Subject: Re: A question on getting netbsd.ram.gz started on a StarMax 5000
To: David Henderson <David.G.Henderson@technologist.com>
From: Henry B. Hotz <hotz@jpl.nasa.gov>
List: port-macppc
Date: 01/10/2001 09:26:28
At 8:28 AM -0800 1/10/01, David Henderson wrote:
>I'm using Toast to burn the CDROM. Because I'm not sure from the
>instructions whether to put a GZIP'd or vanilla netbsd.ram on the top level
>directory I have a CDROM that has both.
That's what I've done. When I specify an ISO level 1 disk format it
automatically crunches the names to 8.3. I always go in and make
sure I know what they got changed to. "installation" I change to
"instlatn", and netbsd.ram.gz to netbsd.gz. ofwboot knows how to
unpack gzipped kernels BTW. The main real reason to avoid them is if
you have an OF 3.x machine that can load elf directly, bypassing
ofwboot.
>The dir command from open firmware doesn't work for me. I went back to
Hmmm. Try adding ",/" to the end? If it works in 1.0.5 it should
work in your OF 2.x version.
>
> > From your email you are "pretty close". There is probably some
> >strange apparently-irrelevant setup in OF that is interfering with
> >the load. I suggest you try checking/changing all the things you can
> >in the OF setup to see what has an effect (yeah, I know, not a very
> >specific suggestion).
>
>SystemDisk 2.3.1 has no effect; the StarMax/5000 is not supported by Apple
>and I haven't found any other source of firmware updates.

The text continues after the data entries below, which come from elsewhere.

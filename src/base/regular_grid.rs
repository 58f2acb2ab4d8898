use crate::StrError;
use serde::{Deserialize, Serialize};

/// Defines the regular (equally spaced) grid of a geological model
#[derive(Clone, Copy, Debug, PartialEq, Deserialize, Serialize)]
pub struct RegularGrid {
    /// Number of cells along x, y, and z
    pub resolution: [usize; 3],

    /// Bounding box (xmin, xmax, ymin, ymax, zmin, zmax) in m
    pub extent: [f64; 6],
}

impl RegularGrid {
    /// Allocates a new instance
    pub fn new(resolution: [usize; 3], extent: [f64; 6]) -> Result<Self, StrError> {
        if resolution.iter().any(|n| *n == 0) {
            return Err("the resolution must be ≥ 1 along all directions");
        }
        for d in 0..3 {
            if extent[2 * d + 1] <= extent[2 * d] {
                return Err("the extent must satisfy max > min along all directions");
            }
        }
        Ok(RegularGrid { resolution, extent })
    }

    /// Returns the total number of cells
    pub fn ncell(&self) -> usize {
        self.resolution[0] * self.resolution[1] * self.resolution[2]
    }

    /// Returns the cell sizes (delx, dely, delz)
    pub fn spacing(&self) -> [f64; 3] {
        let [nx, ny, nz] = self.resolution;
        let [xmin, xmax, ymin, ymax, zmin, zmax] = self.extent;
        [
            (xmax - xmin) / nx as f64,
            (ymax - ymin) / ny as f64,
            (zmax - zmin) / nz as f64,
        ]
    }

    /// Returns the vertical extent of the model (zmax - zmin)
    pub fn height(&self) -> f64 {
        self.extent[5] - self.extent[4]
    }
}

////////////////////////////////////////////////////////////////////////////////////////////////////////////////////////

#[cfg(test)]
mod tests {
    use super::RegularGrid;
    use crate::StrError;

    #[test]
    fn new_captures_errors() {
        assert_eq!(
            RegularGrid::new([0, 1, 1], [0.0, 1.0, 0.0, 1.0, 0.0, 1.0]).err(),
            Some("the resolution must be ≥ 1 along all directions")
        );
        assert_eq!(
            RegularGrid::new([1, 1, 1], [0.0, 1.0, 0.0, 1.0, 1.0, 1.0]).err(),
            Some("the extent must satisfy max > min along all directions")
        );
    }

    #[test]
    fn spacing_works() -> Result<(), StrError> {
        let grid = RegularGrid::new([10, 20, 5], [0.0, 1000.0, 0.0, 500.0, -6000.0, 1000.0])?;
        assert_eq!(grid.ncell(), 1000);
        assert_eq!(grid.spacing(), [100.0, 25.0, 1400.0]);
        assert_eq!(grid.height(), 7000.0);
        Ok(())
    }
}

Try using nvedit (inside OF, it's a one-line emacs editor for
nvramrc) to delete *everything*. After the edit you need to do a
nvsave (or nvstore, I forget) to save the buffer back to nvramrc.
This won't work if you have a G3 upgrade installed in an OF 1.0.5
machine because you need some of the stuff to initialize the CPU, but
I find it a better baseline than what systemdisk provides. YMMV and
it probably *will* vary on a boot-method by boot-method basis.
Anyone know how to patch systemdisk so it will apply the relevant
patches for the motherboard design used in a non-apple machine?
>Open Firmware, 2.0.2
>To continue booting the MacOS type:
>BYE<return>
>To continue booting from the default boot device type:
>BOOT<return>
> ok
>0 > setenv load-base 600000 ok
>0 > setenv real-base F00000 ok
>0 > boot scsi/sd@1:0 -a
> >> NetBSD/macppc OpenFirmware Boot, Revision 1.2
> >> (matt@duel.local, Thu Nov 16 17:26:57 PST 2000)
>Boot: scsi/sd@3:0,NETBSDRA.GZ
>open scsi/sd@3:0,NETBSDRA.GZ: Input/output error
>open scsi/sd@3:0,NETBSDRA.GZ/netbsd: Input/output error
>Boot: scsi/sd@3:0,netbsd.ram.gz
>open scsi/sd@3:0,netbsd.ram.gz: No such file or directory
>open scsi/sd@3:0,netbsd.ram.gz/netbsd: No such file or directory
>Boot: scsi/sd@3:0,NETBSD.RAM
>open scsi/sd@3:0,NETBSD.RAM: Input/output error
>open scsi/sd@3:0,NETBSD.RAM/netbsd: Input/output error
Try partition 1 and 2 as well. For a plain ISO disk I get the same
results for partition 0 and 1 because 0 defaults to 1, and there
aren't any others on the disk. Too bad it isn't this simple for hard
disks. Then we could dispense with installboot and bootxx altogether.
Are you recording a plain vanilla ISO disk with no extensions? If
it's a Mac/ISO hybrid then it may be looking in the wrong partition
and be unable to read for that reason. Try rereading the FAQ. I
know there were some issues w.r.t. getting OF booting working from
CD-ROM on some non-1.0.5 OF version. I hope it wasn't a matter of
needing one of the patches from systemdisk |-(
If the FAQ doesn't provide a useful memory jog then try looking at
the archives from a couple of months ago when Michael Wolfson and
Todd Vierling were updating the installation instructions to get a
good description for all the different OF versions.
Maybe I should have asked this first, but what devalias's do you
have? Do you have a cd: devalias which points to an IDE cdrom drive
on this machine? If so then you should try booting from that. I
would definitely try to use the default cd device for the machine
type until I got things working.
Good luck.
Signature held pending an ISO 9000 compliant
signature design and approval process.